**Stored data:**
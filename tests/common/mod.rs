//! Shared fixtures for the integration tests
//!
//! Builds the engine from in-memory parts: a scripted provider, hashed
//! embeddings, the built-in catalog and the legal tool set.

#![allow(dead_code)]

use lexflow::agent::{AgentExecutor, ExecutorConfig};
use lexflow::budget::TurnBudget;
use lexflow::catalog::AgentCatalog;
use lexflow::knowledge::{InMemoryKnowledgeStore, KnowledgeStore};
use lexflow::llm::{
    Completion, HashingEmbedder, RetryPolicy, ScriptStep, ScriptedProvider, ToolCallRequest,
};
use lexflow::rag::{RagRetriever, RetrievalConfig};
use lexflow::store::{
    ConversationStore, ExecutionLedger, InMemoryConversationStore, InMemoryExecutionLedger,
};
use lexflow::tools::implementations::{ClientRecord, InMemoryClientDirectory};
use lexflow::tools::{register_builtin_tools, BuiltinTools, ToolInvoker, ToolRegistry};
use lexflow::types::{NewConversation, NewKnowledgeEntry};
use serde_json::json;
use std::sync::Arc;
use std::time::Duration;
use uuid::Uuid;

pub const DIMENSIONS: usize = 64;
pub const USER: &str = "advogada-1";

pub struct Harness {
    pub provider: Arc<ScriptedProvider>,
    pub embedder: Arc<HashingEmbedder>,
    pub knowledge: Arc<InMemoryKnowledgeStore>,
    pub conversations: Arc<InMemoryConversationStore>,
    pub ledger: Arc<InMemoryExecutionLedger>,
    pub clients: Arc<InMemoryClientDirectory>,
    pub retriever: RagRetriever,
    pub invoker: ToolInvoker,
    pub catalog: Arc<AgentCatalog>,
    pub executor: AgentExecutor,
}

/// Executor defaults for tests: no retry, generous budget
pub fn test_config() -> ExecutorConfig {
    ExecutorConfig {
        budget: TurnBudget::new(5, Duration::from_secs(10)),
        provider_call_timeout: Duration::from_secs(5),
        retry: RetryPolicy::no_retry(),
        ..ExecutorConfig::default()
    }
}

impl Harness {
    pub fn new(steps: Vec<ScriptStep>) -> Self {
        Self::with_config(steps, test_config())
    }

    pub fn with_config(steps: Vec<ScriptStep>, config: ExecutorConfig) -> Self {
        let provider = Arc::new(ScriptedProvider::new(steps));
        let embedder = Arc::new(HashingEmbedder::new(DIMENSIONS));
        let knowledge = Arc::new(InMemoryKnowledgeStore::new(DIMENSIONS));
        let conversations = Arc::new(InMemoryConversationStore::new());
        let ledger = Arc::new(InMemoryExecutionLedger::new());
        let clients = Arc::new(InMemoryClientDirectory::new());

        let retriever = RagRetriever::with_config(
            knowledge.clone(),
            embedder.clone(),
            RetrievalConfig {
                min_confidence: 10.0,
                ..RetrievalConfig::default()
            },
            RetryPolicy::no_retry(),
        );

        let mut registry = ToolRegistry::new();
        register_builtin_tools(
            &mut registry,
            BuiltinTools {
                retriever: retriever.clone(),
                clients: clients.clone(),
                documents: None,
            },
        )
        .expect("builtin tools register");
        let invoker = ToolInvoker::new(Arc::new(registry));

        let executor = AgentExecutor::new(
            provider.clone(),
            invoker.clone(),
            conversations.clone(),
            ledger.clone(),
        )
        .with_retriever(retriever.clone())
        .with_config(config);

        Self {
            provider,
            embedder,
            knowledge,
            conversations,
            ledger,
            clients,
            retriever,
            invoker,
            catalog: Arc::new(AgentCatalog::builtin()),
            executor,
        }
    }

    /// Store an embedded knowledge entry
    pub async fn seed(&self, source_type: &str, title: &str, content: &str) -> i64 {
        let entry = NewKnowledgeEntry::new(source_type, content)
            .with_title(title)
            .with_url(format!("https://lex.example/{}", title.to_lowercase().replace(' ', "-")))
            .with_embedding(self.embedder.embed_text(content));
        self.knowledge.insert(entry).await.expect("seed entry").id
    }

    pub fn add_client(&self, id: &str, owner: &str) {
        self.clients.insert(ClientRecord {
            id: id.to_string(),
            owner_user_id: owner.to_string(),
            name: "Maria Souza".to_string(),
            document: Some("123.456.789-00".to_string()),
            email: None,
            phone: None,
            notes: None,
        });
    }

    pub async fn chat_conversation(&self, agent_slug: &str) -> Uuid {
        self.conversations
            .create(NewConversation::chat(USER, agent_slug))
            .await
            .expect("create conversation")
            .id
    }

    /// Sum of `tokens_used` over every execution of a conversation
    pub async fn ledger_tokens(&self, conversation_id: Uuid) -> u64 {
        self.ledger
            .list(&lexflow::store::ExecutionQuery::conversation(conversation_id))
            .await
            .expect("list executions")
            .iter()
            .map(|e| e.tokens_used)
            .sum()
    }
}

pub fn reply(content: &str, tokens: u64) -> ScriptStep {
    ScriptStep::Reply(Completion::text(content, tokens))
}

pub fn tool_call(id: &str, name: &str, arguments: serde_json::Value, tokens: u64) -> ScriptStep {
    ScriptStep::Reply(Completion::with_tool_calls(
        vec![ToolCallRequest {
            id: id.to_string(),
            name: name.to_string(),
            arguments,
        }],
        tokens,
    ))
}

pub fn search(id: &str, query: &str, tokens: u64) -> ScriptStep {
    tool_call(id, "search_legislation", json!({ "query": query }), tokens)
}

**Task brief:** Wherever the string "InMemoryConversationStore" shows up in a line of the records, count that line once. Report the total alone.

**Exercise result:** 3